Each scapula (shoulder blade) is composed of a broad, fan-like blade and a process that forms the shoulder joint, separated by a shaft. The latter of these structures has an outwards-bowed lower end with a notch and extends further forwards than backwards. The coracoids (a pair of shoulder bones) are greater in width than length. Xinminosaurus has short, wide collarbones. The interclavicle (a shoulder bone between the collarbones) does not have a backwards projection.

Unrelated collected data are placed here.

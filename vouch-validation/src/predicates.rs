//! Pure predicates behind the built-in rules.
//!
//! Each function only answers yes or no; the [`StringRules`](crate::StringRules)
//! extension pairs them with catalog messages. They can also be used directly
//! inside [`Validator::is`](crate::Validator::is) closures.

use once_cell::sync::Lazy;
use regex::Regex;

// local@domain.tld, with at least one dot in the domain and an alphabetic TLD
static EMAIL_REGEX: Lazy<Regex> = Lazy::new(|| {
    Regex::new(r"^[a-zA-Z0-9.!#$%&'*+/=?^_`{|}~-]+@[a-zA-Z0-9](?:[a-zA-Z0-9-]{0,61}[a-zA-Z0-9])?(?:\.[a-zA-Z0-9](?:[a-zA-Z0-9-]{0,61}[a-zA-Z0-9])?)*\.[a-zA-Z]{2,}$").unwrap()
});

static ALPHA_REGEX: Lazy<Regex> = Lazy::new(|| Regex::new(r"^[a-zA-Z]+$").unwrap());

static ALPHANUMERIC_REGEX: Lazy<Regex> = Lazy::new(|| Regex::new(r"^[a-zA-Z0-9]+$").unwrap());

static NUMERIC_REGEX: Lazy<Regex> = Lazy::new(|| Regex::new(r"^[0-9]+$").unwrap());

pub const PASSWORD_MIN_LENGTH: usize = 8;
pub const PASSWORD_MAX_LENGTH: usize = 30;

/// Length in characters, not bytes.
pub fn char_len(value: &str) -> usize {
    value.chars().count()
}

pub fn is_email(value: &str) -> bool {
    EMAIL_REGEX.is_match(value)
}

/// `value` matches `pattern`. An invalid pattern never matches.
pub fn is_regex(value: &str, pattern: &str) -> bool {
    Regex::new(pattern).is_ok_and(|re| re.is_match(value))
}

pub fn is_min_length(value: &str, min: usize) -> bool {
    char_len(value) >= min
}

pub fn is_max_length(value: &str, max: usize) -> bool {
    char_len(value) <= max
}

pub fn is_exact_length(value: &str, length: usize) -> bool {
    char_len(value) == length
}

/// Inclusive on both ends.
pub fn is_between_length(value: &str, min: usize, max: usize) -> bool {
    (min..=max).contains(&char_len(value))
}

/// 8 to 30 characters with an uppercase letter, a lowercase letter and a digit.
pub fn is_password(value: &str) -> bool {
    let len = char_len(value);
    if !(PASSWORD_MIN_LENGTH..=PASSWORD_MAX_LENGTH).contains(&len) {
        return false;
    }

    let (mut upper, mut lower, mut digit) = (false, false, false);
    for c in value.chars() {
        upper |= c.is_uppercase();
        lower |= c.is_lowercase();
        digit |= c.is_ascii_digit();
    }
    upper && lower && digit
}

pub fn is_blank(value: &str) -> bool {
    value.trim().is_empty()
}

pub fn is_alpha(value: &str) -> bool {
    ALPHA_REGEX.is_match(value)
}

pub fn is_alphanumeric(value: &str) -> bool {
    ALPHANUMERIC_REGEX.is_match(value)
}

pub fn is_numeric(value: &str) -> bool {
    NUMERIC_REGEX.is_match(value)
}

pub fn is_greater_than<T: PartialOrd>(value: T, bound: T) -> bool {
    value > bound
}

pub fn is_less_than<T: PartialOrd>(value: T, bound: T) -> bool {
    value < bound
}

/// Inclusive on both ends.
pub fn is_between<T: PartialOrd>(value: T, min: T, max: T) -> bool {
    value >= min && value <= max
}

#[cfg(test)]
mod tests {
    use super::*;

    #[test]
    fn test_is_email() {
        assert!(is_email("test@email.com"));
        assert!(is_email("v@v.co"));
        assert!(is_email("user+tag@example.com"));
        assert!(is_email("test.user@domain.co.uk"));
        assert!(!is_email("InvalidEmail"));
        assert!(!is_email("@v.com"));
        assert!(!is_email("v@.co"));
        assert!(!is_email("v@v"));
        assert!(!is_email("test@ema"));
        assert!(!is_email(""));
    }

    #[test]
    fn test_is_regex() {
        assert!(is_regex("123-456-7890", r"^\d{3}-\d{3}-\d{4}$"));
        assert!(!is_regex("invalid", r"^\d{3}-\d{3}-\d{4}$"));
        assert!(!is_regex("anything", "("));
    }

    #[test]
    fn test_lengths_count_chars() {
        assert!(is_exact_length("héllo", 5));
        assert!(is_min_length("hello", 5));
        assert!(!is_min_length("four", 5));
        assert!(is_max_length("exact", 5));
        assert!(!is_max_length("sixsix", 5));
        assert!(is_between_length("hello", 5, 20));
        assert!(!is_between_length("hi", 5, 20));
        assert!(is_between_length("", 0, 0));
    }

    #[test]
    fn test_is_password() {
        assert!(is_password("Passw0rd"));
        assert!(!is_password("Pa55w0r"));
        assert!(!is_password("password1"));
        assert!(!is_password("PASSWORD1"));
        assert!(!is_password("Password"));
        assert!(!is_password(&format!("Aa1{}", "x".repeat(28))));
        assert!(is_password(&format!("Aa1{}", "x".repeat(27))));
    }

    #[test]
    fn test_character_classes() {
        assert!(is_alpha("abcXYZ"));
        assert!(!is_alpha("abc123"));
        assert!(is_alphanumeric("abc123"));
        assert!(!is_alphanumeric("abc-123"));
        assert!(is_numeric("12345"));
        assert!(!is_numeric("123.45"));
        assert!(!is_numeric(""));
        assert!(is_blank(" \t\n"));
        assert!(!is_blank(" a "));
    }

    #[test]
    fn test_ordering() {
        assert!(is_greater_than(5, 1));
        assert!(!is_greater_than(1, 1));
        assert!(is_less_than(0.5, 1.0));
        assert!(is_between(10, 10, 20));
        assert!(is_between(20, 10, 20));
        assert!(!is_between(21, 10, 20));
    }
}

The long limb bones of Xinminosaurus are atypical for an ichthyosaur. The humeri (upper arm bones) of Xinminosaurus bear bladelike projections on their front edges, and Ichthyopterygian characteristic. The middle part of the humeri is not narrower than the ends of the bones. The lower ends of the ulnae (rear lower arm bones) are very large, curving upwards and extending more than halfway up along the shafts. Xinminosaurus has three upper wrist bones, which are rectangular in shape. The ulnares (bones below the ulnae) are the largest of these. Distinctive traits in the wrist of this genus include the coalescence of two of the lower wrist bones, distal carpals 3 and 4, and the absence of a bony distal carpal 1. The other distal carpal, distal carpal 2, is roughly elliptical in shape. While narrower, the metacarpals of Xinminosaurus resemble those of the non-ichthyosaurian ichthyopterygian Utatsusaurus, with the first being the shortest and the third and fourth being the longest. The first four are shaped like hourglasses while the fifth is shaped like a kidney. The number of bones in each digit in the foreflipper is 3, 5, 5, 5, and 2 respectively, small counts for an ichthyosaur. The phalanges (digit bones) are long and at least the upper ones are hourglass-shaped.

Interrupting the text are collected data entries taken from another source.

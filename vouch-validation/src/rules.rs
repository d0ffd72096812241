// Built-in string rules

use crate::messages::kinds;
use crate::predicates;
use crate::validator::Validator;

/// String rules layered on [`Validator`].
///
/// Each rule evaluates a predicate and, on failure, records an error under
/// `name` with the catalog template for its kind. Values are optional: a
/// `None` value fails every rule here, so nullable inputs need no separate
/// unwrapping. Follow any rule with
/// [`with_message`](Validator::with_message) to override its message.
///
/// Downstream crates add rules the same way: define a trait, implement it
/// for `Validator`, and call [`Validator::check`] with a new kind.
///
/// ```
/// use vouch_validation::{StringRules, Validator};
///
/// let mut validator = Validator::new();
/// validator
///     .is_email("email", "user@example.com")
///     .is_min_length("name", "al", 3)
///     .with_message("Name is too short");
///
/// assert_eq!(validator.errors().len(), 1);
/// assert_eq!(validator.errors()[0].message(), "Name is too short");
/// ```
pub trait StringRules {
    fn is_email<'a>(&mut self, name: &str, value: impl Into<Option<&'a str>>) -> &mut Self;

    /// Fails when `value` does not match the regular expression `pattern`,
    /// or when `pattern` does not compile.
    fn is_regex<'a>(
        &mut self,
        name: &str,
        value: impl Into<Option<&'a str>>,
        pattern: &str,
    ) -> &mut Self;

    /// Fails unless `value` and `expected` are both present and equal.
    fn is_match<'a, 'b>(
        &mut self,
        name: &str,
        value: impl Into<Option<&'a str>>,
        expected: impl Into<Option<&'b str>>,
    ) -> &mut Self;

    fn is_min_length<'a>(
        &mut self,
        name: &str,
        value: impl Into<Option<&'a str>>,
        min: usize,
    ) -> &mut Self;

    fn is_max_length<'a>(
        &mut self,
        name: &str,
        value: impl Into<Option<&'a str>>,
        max: usize,
    ) -> &mut Self;

    fn is_exact_length<'a>(
        &mut self,
        name: &str,
        value: impl Into<Option<&'a str>>,
        length: usize,
    ) -> &mut Self;

    fn is_between_length<'a>(
        &mut self,
        name: &str,
        value: impl Into<Option<&'a str>>,
        min: usize,
        max: usize,
    ) -> &mut Self;

    fn is_password<'a>(&mut self, name: &str, value: impl Into<Option<&'a str>>) -> &mut Self;

    fn is_not_null_or_empty<'a>(
        &mut self,
        name: &str,
        value: impl Into<Option<&'a str>>,
    ) -> &mut Self;

    fn is_not_null_or_whitespace<'a>(
        &mut self,
        name: &str,
        value: impl Into<Option<&'a str>>,
    ) -> &mut Self;
}

impl StringRules for Validator {
    fn is_email<'a>(&mut self, name: &str, value: impl Into<Option<&'a str>>) -> &mut Self {
        let passed = value.into().is_some_and(predicates::is_email);
        self.check(kinds::IS_EMAIL, name, passed, &[])
    }

    fn is_regex<'a>(
        &mut self,
        name: &str,
        value: impl Into<Option<&'a str>>,
        pattern: &str,
    ) -> &mut Self {
        let passed = value
            .into()
            .is_some_and(|v| predicates::is_regex(v, pattern));
        self.check(kinds::IS_REGEX, name, passed, &[&pattern])
    }

    fn is_match<'a, 'b>(
        &mut self,
        name: &str,
        value: impl Into<Option<&'a str>>,
        expected: impl Into<Option<&'b str>>,
    ) -> &mut Self {
        let passed = matches!((value.into(), expected.into()), (Some(v), Some(e)) if v == e);
        self.check(kinds::IS_MATCH, name, passed, &[])
    }

    fn is_min_length<'a>(
        &mut self,
        name: &str,
        value: impl Into<Option<&'a str>>,
        min: usize,
    ) -> &mut Self {
        let passed = value
            .into()
            .is_some_and(|v| predicates::is_min_length(v, min));
        self.check(kinds::IS_MIN_LENGTH, name, passed, &[&min])
    }

    fn is_max_length<'a>(
        &mut self,
        name: &str,
        value: impl Into<Option<&'a str>>,
        max: usize,
    ) -> &mut Self {
        let passed = value
            .into()
            .is_some_and(|v| predicates::is_max_length(v, max));
        self.check(kinds::IS_MAX_LENGTH, name, passed, &[&max])
    }

    fn is_exact_length<'a>(
        &mut self,
        name: &str,
        value: impl Into<Option<&'a str>>,
        length: usize,
    ) -> &mut Self {
        let passed = value
            .into()
            .is_some_and(|v| predicates::is_exact_length(v, length));
        self.check(kinds::IS_EXACT_LENGTH, name, passed, &[&length])
    }

    fn is_between_length<'a>(
        &mut self,
        name: &str,
        value: impl Into<Option<&'a str>>,
        min: usize,
        max: usize,
    ) -> &mut Self {
        let passed = value
            .into()
            .is_some_and(|v| predicates::is_between_length(v, min, max));
        self.check(kinds::IS_BETWEEN_LENGTH, name, passed, &[&min, &max])
    }

    fn is_password<'a>(&mut self, name: &str, value: impl Into<Option<&'a str>>) -> &mut Self {
        let passed = value.into().is_some_and(predicates::is_password);
        self.check(kinds::IS_PASSWORD, name, passed, &[])
    }

    fn is_not_null_or_empty<'a>(
        &mut self,
        name: &str,
        value: impl Into<Option<&'a str>>,
    ) -> &mut Self {
        let passed = value.into().is_some_and(|v| !v.is_empty());
        self.check(kinds::IS_NOT_NULL_OR_EMPTY, name, passed, &[])
    }

    fn is_not_null_or_whitespace<'a>(
        &mut self,
        name: &str,
        value: impl Into<Option<&'a str>>,
    ) -> &mut Self {
        let passed = value.into().is_some_and(|v| !predicates::is_blank(v));
        self.check(kinds::IS_NOT_NULL_OR_WHITESPACE, name, passed, &[])
    }
}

The upper and lower hindlimb bones are shorter than those of the forelimb. The upper ends of the tibiae (front lower hindlimb bones) are nearly twice as wide as their lower ends. There are two upper ankle bones in Xinminosaurus, the rear one (calcaneum) larger than the front one (astragalus) and both being vaguely round. The lower ankle bones resemble the lower wrist bones, with an absent distal tarsal 1 and combined distal tarsals 3 and 4. The metatarsals and phalanges are similar to the metacarpals and the phalanges in the foreflippers, although the exact number of phalanges in each digit in the hindflippers is unknown.